Наконец темноволосый, с седыми бровями, врач, плотно прикрыв дверь своего кабинета, сказал Васильцову, сокрушенно покачивая головой, что дело худо, очень худо. Необходима срочная операция, и нельзя терять ни дня.

— Вашей жене мы внушили, что требуется резекция по поводу язвенного колита.

Чудовищно трудно было Максиму Ивановичу после этого идти к Лиле, улыбаться, говорить бодро-наигранно:

— Ничего особенного. Мой лягушонок геройски перенесет вообще-то пустяковую операцию…

Но дома ощущение неотвратимой беды овладевало им. Он неистово молил жизнь, прося у нее выздоровление для Лили, прося, чтобы в трудный час его воля, вера перелились в нее, спасли ее.
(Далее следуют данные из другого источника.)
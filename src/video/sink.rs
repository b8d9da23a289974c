use anyhow::{anyhow, bail, Result};
use opencv::{core, prelude::*, videoio};
use std::path::Path;

use super::{FrameSink, VideoProps};

/// Frame sink backed by an OpenCV `VideoWriter`.
pub struct VideoSink {
    writer: videoio::VideoWriter,
}

impl VideoSink {
    /// Opens `path` for writing with the source's frame rate and
    /// resolution. The codec tag is an explicit argument so callers can
    /// substitute encodings without touching the frame loop.
    pub fn create(path: &Path, props: &VideoProps, codec: &str) -> Result<Self> {
        let tag = fourcc(codec)?;
        let size = core::Size::new(props.width as i32, props.height as i32);

        let writer =
            videoio::VideoWriter::new(path.to_string_lossy().as_ref(), tag, props.fps, size, true)?;

        if !writer.is_opened()? {
            crate::utils::logger::error(&format!(
                "failed to create output video: {} (codec {})",
                path.display(),
                codec
            ));
            return Err(anyhow!(
                "could not create output video: {}",
                path.display()
            ));
        }

        crate::utils::logger::debug(&format!(
            "writing {}: {}x{} @ {:.3} fps, codec {}",
            path.display(),
            props.width,
            props.height,
            props.fps,
            codec
        ));

        Ok(Self { writer })
    }
}

impl FrameSink for VideoSink {
    fn write_frame(&mut self, frame: &Mat) -> Result<()> {
        self.writer.write(frame)?;
        Ok(())
    }

    fn finish(&mut self) -> Result<()> {
        self.writer.release()?;
        Ok(())
    }
}

fn fourcc(codec: &str) -> Result<i32> {
    let chars: Vec<char> = codec.chars().collect();
    if chars.len() != 4 {
        bail!("codec tag must be exactly four characters, got '{}'", codec);
    }
    Ok(videoio::VideoWriter::fourcc(
        chars[0], chars[1], chars[2], chars[3],
    )?)
}

#[cfg(test)]
mod tests {
    use super::*;

    #[test]
    fn fourcc_rejects_wrong_length_tags() {
        assert!(fourcc("").is_err());
        assert!(fourcc("mp4").is_err());
        assert!(fourcc("mp4v!").is_err());
    }

    #[test]
    fn fourcc_packs_four_characters() {
        let tag = fourcc("mp4v").unwrap();
        let expected = ('m' as i32)
            | (('p' as i32) << 8)
            | (('4' as i32) << 16)
            | (('v' as i32) << 24);
        assert_eq!(tag, expected);
    }
}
Теперь в их доме все было заброшено. Хозяйственные заботы стали никчемностью. И Володя смотрел на него отчаянно-тревожными глазами, боясь расспрашивать, стараясь скрыть страх.

Временами по его лицу словно бы проходила судорога, но Володя крепился, видя, как тяжко Максиму Ивановичу, стараясь своим горем не усиливать его горе.

Они не включали телевизор — это казалось святотатством, не могли читать — сливались строчки, утрачивая смысл, не могли слышать чей-то смех…

Максим Иванович часами тщетно пытался уснуть, наконец оглушал себя снотворным, но и сквозь одурь слышал, как ворочается мальчик, а невыносимая мысль о собственном полном бессилии так и не оставляла, душила кошмарами. Он то видел Лилю окровавленной на операционном столе, то уходящей в черном саване куда-то в желтовато-коричневую мглу песчаной бури.

Васильцов знал особенности своего характера: в самые критические минуты — и на фронте, и в обыденной жизни — он умел собирать волю, принимать бой. Но с кем и как бороться сейчас?

Может быть, следовало самолетом повезти ее на операцию в Москву? Но врачи отговорили — не оставалось времени. Значит, покорно ждать?

…За день до операции он долго сидел в палате у Лилиной постели. Все понимающие глаза смотрели на него печально, словно прощаясь.